How Space Utilisation Analytics Can Support Building Consolidation Decisions

Author : Smart Viz | Published On : 08 Oct 2026

Pressure on organisations to reduce property costs and make better use of existing space is intensifying across both the corporate and public sectors. But consolidation decisions are difficult to get right when the evidence behind them is incomplete. Booking data captures intent, not behaviour. Periodic surveys reflect a snapshot rather than a consistent pattern. Occupancy assumptions built on headcounts or access card data rarely account for how space is genuinely used throughout the day. Space utilisation analytics provides a more reliable foundation for deciding whether buildings or floors can be consolidated, and what that consolidation should actually look like.

The goal is not simply to reduce space. It is to understand what space is genuinely needed, when, and where.
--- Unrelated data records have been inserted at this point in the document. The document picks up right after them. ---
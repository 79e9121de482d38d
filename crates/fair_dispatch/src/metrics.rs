//! Dispatch metrics for observability

use std::sync::atomic::{AtomicU64, AtomicUsize, Ordering};

/// Metrics for one dispatcher
#[derive(Debug, Default)]
pub struct DispatchMetrics {
    /// Records currently queued across all keys
    queue_depth: AtomicUsize,
    /// Keys currently holding pending records
    active_keys: AtomicUsize,
    /// Total records accepted by submit()
    submitted_count: AtomicU64,
    /// Total records handed to the handler
    dispatched_count: AtomicU64,
    /// Total handler processing failures
    failure_count: AtomicU64,
    /// Total records rejected at submit()
    rejected_count: AtomicU64,
}

impl DispatchMetrics {
    /// Create new metrics instance
    pub fn new() -> Self {
        Self::default()
    }

    /// Get current queue depth
    pub fn queue_depth(&self) -> usize {
        self.queue_depth.load(Ordering::Relaxed)
    }

    /// Set current queue depth
    pub fn set_queue_depth(&self, depth: usize) {
        self.queue_depth.store(depth, Ordering::Relaxed);
    }

    /// Get current active key count
    pub fn active_keys(&self) -> usize {
        self.active_keys.load(Ordering::Relaxed)
    }

    /// Set current active key count
    pub fn set_active_keys(&self, count: usize) {
        self.active_keys.store(count, Ordering::Relaxed);
    }

    /// Get total submitted count
    pub fn submitted_count(&self) -> u64 {
        self.submitted_count.load(Ordering::Relaxed)
    }

    /// Increment submitted count
    pub fn inc_submitted_count(&self) {
        self.submitted_count.fetch_add(1, Ordering::Relaxed);
    }

    /// Get total dispatched count
    pub fn dispatched_count(&self) -> u64 {
        self.dispatched_count.load(Ordering::Relaxed)
    }

    /// Increment dispatched count
    pub fn inc_dispatched_count(&self) {
        self.dispatched_count.fetch_add(1, Ordering::Relaxed);
    }

    /// Get failure count
    pub fn failure_count(&self) -> u64 {
        self.failure_count.load(Ordering::Relaxed)
    }

    /// Increment failure count
    pub fn inc_failure_count(&self) {
        self.failure_count.fetch_add(1, Ordering::Relaxed);
    }

    /// Get rejected count
    pub fn rejected_count(&self) -> u64 {
        self.rejected_count.load(Ordering::Relaxed)
    }

    /// Increment rejected count
    pub fn inc_rejected_count(&self) {
        self.rejected_count.fetch_add(1, Ordering::Relaxed);
    }

    /// Get snapshot of all metrics
    pub fn snapshot(&self) -> MetricsSnapshot {
        MetricsSnapshot {
            queue_depth: self.queue_depth(),
            active_keys: self.active_keys(),
            submitted_count: self.submitted_count(),
            dispatched_count: self.dispatched_count(),
            failure_count: self.failure_count(),
            rejected_count: self.rejected_count(),
        }
    }
}

/// Snapshot of dispatch metrics (for reporting)
#[derive(Debug, Clone, Copy)]
pub struct MetricsSnapshot {
    pub queue_depth: usize,
    pub active_keys: usize,
    pub submitted_count: u64,
    pub dispatched_count: u64,
    pub failure_count: u64,
    pub rejected_count: u64,
}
What Is Space Utilisation Analytics?

Space utilisation analytics is the continuous measurement and analysis of how spaces are actually used relative to their available capacity. It goes beyond knowing whether a room is booked or a building is open. It captures whether people are physically present, in what numbers, at what times, and across which areas.

The distinction matters because space can appear in use when it is not. A floor may show 80% of desks booked while physical occupancy sits at 40%. A building may record consistent access card activity while large sections of it remain empty for most of the working day. Space utilisation analytics identifies patterns across buildings, floors, rooms, and individual workspaces, giving estate teams a picture of demand that booking data and periodic surveys cannot reliably produce.

How Utilisation Data Can Inform Consolidation Decisions

Identify Underused Space

Comparing actual occupancy across buildings, floors, and zones over time reveals where space is consistently underused. This is different from identifying a quiet week or a low-occupancy day. Patterns that recur across weeks and months point to structural underutilisation rather than temporary fluctuation, and it is those patterns that are relevant to consolidation planning.

Understand Where Demand Actually Sits

Knowing that space is underused overall is only part of the picture. Utilisation data also shows where demand is concentrated and when peak periods occur, which is essential for understanding whether consolidation is genuinely feasible.

Granular data can reveal that two buildings with similar overall occupancy have very different space requirements. One might have heavily used meeting rooms and collaboration areas while another has substantial spare capacity across those same space types. On a university campus, one building might have consistently high demand for teaching rooms while seminar and study spaces in a nearby building remain largely empty. Understanding these differences helps estate teams distinguish space that is genuinely surplus from space that is required at specific times or by specific users. Consolidation decisions built on aggregate occupancy figures alone risk creating capacity and user experience problems that a more detailed analysis would have avoided.

Model Consolidation Opportunities

Utilisation evidence creates a practical basis for assessing whether teams, functions, or activities could operate from fewer buildings or floors. It allows estate teams to test whether remaining space could accommodate consolidated demand without creating overcrowding or degrading the experience for occupants.

That analysis connects directly to practical decisions: lease renewals, building disposals, refurbishments, and relocations can all be approached with a clearer understanding of what the data supports. Space that appears surplus on paper can be confirmed as genuinely available, and space that appears to have capacity can be shown to have specific periods of high demand that need to be preserved.

Making Building Consolidation Decisions With Better Evidence

Consolidation is ultimately about aligning the estate with actual demand, not a single utilisation metric or a cost-reduction target applied uniformly across a portfolio. Space utilisation analytics works best when combined with other factors: lease expiry dates, energy performance, building condition, and strategic priorities all play a role in the final decision.

What space utilisation analytics adds to that process is clarity about where space is underused, where demand is genuinely concentrated, and what capacity is actually required. That evidence supports consolidation decisions that are more defensible, more precise, and less likely to create the kind of space shortages and operational disruption that follow decisions made on incomplete information.